Глава 23: Любовь садиста
Первые лучи солнца разбудили ее не сразу. Сначала пришло осознание тепла. Тяжелого, живого тепла вдоль всей ее спины. Горячее дыхание на ее затылке. Рука, лежащая на ее талии не как владение, а как... привычка. Как нечто, что должно быть там.
Дженни лежала неподвижно, стараясь дышать ровно, притворяясь спящей. Но ее разум был кристально чистым и холодным. Она ждала. Ждала, когда он проснется, и начнется привычный кошмар. Когда его ласка превратится в захват, его тепло — в жару насилия.
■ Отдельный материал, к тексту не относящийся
//! Integration tests for the `metro-sim` binary.
//!
//! Nothing here opens an audio device.

use std::process::Command;
use tempfile::TempDir;

fn metro_bin() -> Command {
    let mut cmd = Command::new(env!("CARGO_BIN_EXE_metro-sim"));
    cmd.env("RUST_LOG", "off");
    cmd
}

/// Empty config file so the user's own config never leaks into a test.
fn empty_config(dir: &TempDir) -> std::path::PathBuf {
    let path = dir.path().join("config.toml");
    std::fs::write(&path, "").unwrap();
    path
}

fn plan_stdout(seed: &str, config: &std::path::Path) -> String {
    let output = metro_bin()
        .args(["plan", "--minutes", "3", "--seed", seed, "--config"])
        .arg(config)
        .output()
        .expect("failed to run metro-sim plan");
    assert!(output.status.success(), "metro-sim plan failed");
    String::from_utf8_lossy(&output.stdout).into_owned()
}

// ---------------------------------------------------------------------------
// `metro-sim plan`
// ---------------------------------------------------------------------------

#[test]
fn cli_plan_is_deterministic_for_a_seed() {
    let dir = TempDir::new().unwrap();
    let config = empty_config(&dir);

    let a = plan_stdout("42", &config);
    let b = plan_stdout("42", &config);
    assert_eq!(a, b);
    assert!(a.contains("seed 42"));
    assert!(a.contains("door_sequence"));
    assert!(a.contains("acceleration"));
}

#[test]
fn cli_plan_differs_between_seeds() {
    let dir = TempDir::new().unwrap();
    let config = empty_config(&dir);
    assert_ne!(plan_stdout("1", &config), plan_stdout("2", &config));
}

#[test]
fn cli_plan_uses_the_config_seed() {
    let dir = TempDir::new().unwrap();
    let path = dir.path().join("seeded.toml");
    std::fs::write(&path, "[journey]\nseed = 77\nminutes = 1.0\n").unwrap();

    let output = metro_bin()
        .args(["plan", "--config"])
        .arg(&path)
        .output()
        .unwrap();
    assert!(output.status.success());
    let stdout = String::from_utf8_lossy(&output.stdout);
    assert!(stdout.contains("seed 77, 1 minute(s)"), "{stdout}");
}

// ---------------------------------------------------------------------------
// Failures before any audio is touched
// ---------------------------------------------------------------------------

#[test]
fn cli_invalid_config_fails() {
    let dir = TempDir::new().unwrap();
    let path = dir.path().join("bad.toml");
    std::fs::write(&path, "[output]\ncrossfade_ms = 500.0\n").unwrap();

    let output = metro_bin()
        .args(["run", "--minutes", "1", "--config"])
        .arg(&path)
        .output()
        .unwrap();
    assert!(!output.status.success());
    let stderr = String::from_utf8_lossy(&output.stderr);
    assert!(stderr.contains("output.crossfade_ms"), "{stderr}");
}

#[test]
fn cli_missing_config_fails() {
    let dir = TempDir::new().unwrap();
    let output = metro_bin()
        .args(["plan", "--config"])
        .arg(dir.path().join("nope.toml"))
        .output()
        .unwrap();
    assert!(!output.status.success());
}

#[test]
fn cli_rejects_non_positive_minutes() {
    let output = metro_bin()
        .args(["plan", "--minutes", "0"])
        .output()
        .unwrap();
    assert!(!output.status.success());
}

// ---------------------------------------------------------------------------
// Help
// ---------------------------------------------------------------------------

#[test]
fn cli_help_lists_commands() {
    let output = metro_bin().arg("--help").output().unwrap();
    assert!(output.status.success());
    let stdout = String::from_utf8_lossy(&output.stdout);
    for cmd in ["run", "demo", "plan", "devices"] {
        assert!(stdout.contains(cmd), "help should mention '{cmd}'");
    }
}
Он пошевелился. Его рука на ее талии сжалась, не грубо, а скорее инстинктивно, как бы проверяя, на месте ли она. Потом он издал тихий, сонный звук — не рык, а нечто вроде удовлетворенного ворчания. И его губы коснулись ее плеча. Легко, почти невесомо.
Так началось утро.
Он не отпускал ее. Казалось, физический контакт стал для него насущной потребностью, кислородом. Он перевернул ее на спину, и его взгляд, еще мутный ото сна, был полон той же странной, сконцентрированной нежности, что и прошлой ночью.
— Доброе утро, жена, — прошептал он, и это слово на его устах звучало одновременно и как титул, и как ласковое прозвище.
Он не ждал ответа. Он начал целовать ее. Не так, как вчера — не для того, чтобы пометить. Медленно, лениво, как будто исследуя заново. От виска к скуле, от уголка губ к подбородку. Его поцелуи были мягкими, почти вопрошающими. Руки скользили по ее бокам, по бедрам, не требуя, а словно наслаждаясь самой фактурой ее кожи под своими пальцами.
Дженни лежала, оцепенев. Это было... страшнее. Бесконечно страшнее любой грубости. Грубость была понятна. Она была частью войны. А это... это было сбивающим с толку перемирием, за которым скрывалась все та же оккупация.
Она не отвечала на его ласки. Ее тело было напряженным, холодным сосудом, в который он вливал свое тепло. Он, казалось, не замечал этого или не принимал во внимание. Его одержимость нашла новое русло — он был поглощен не борьбой, а самим фактом своего беспрепятственного доступа к ней.
— Ты так прекрасна утром, — бормотал он, его губы блуждали по ее шее. — Вся такая... тихая. Вся моя.
Он говорил это с таким благоговейным трепетом, как будто говорил о святыне. И в этом был весь ужас. Он искренне считал ее ею. Своей личной, изуродованной святыней.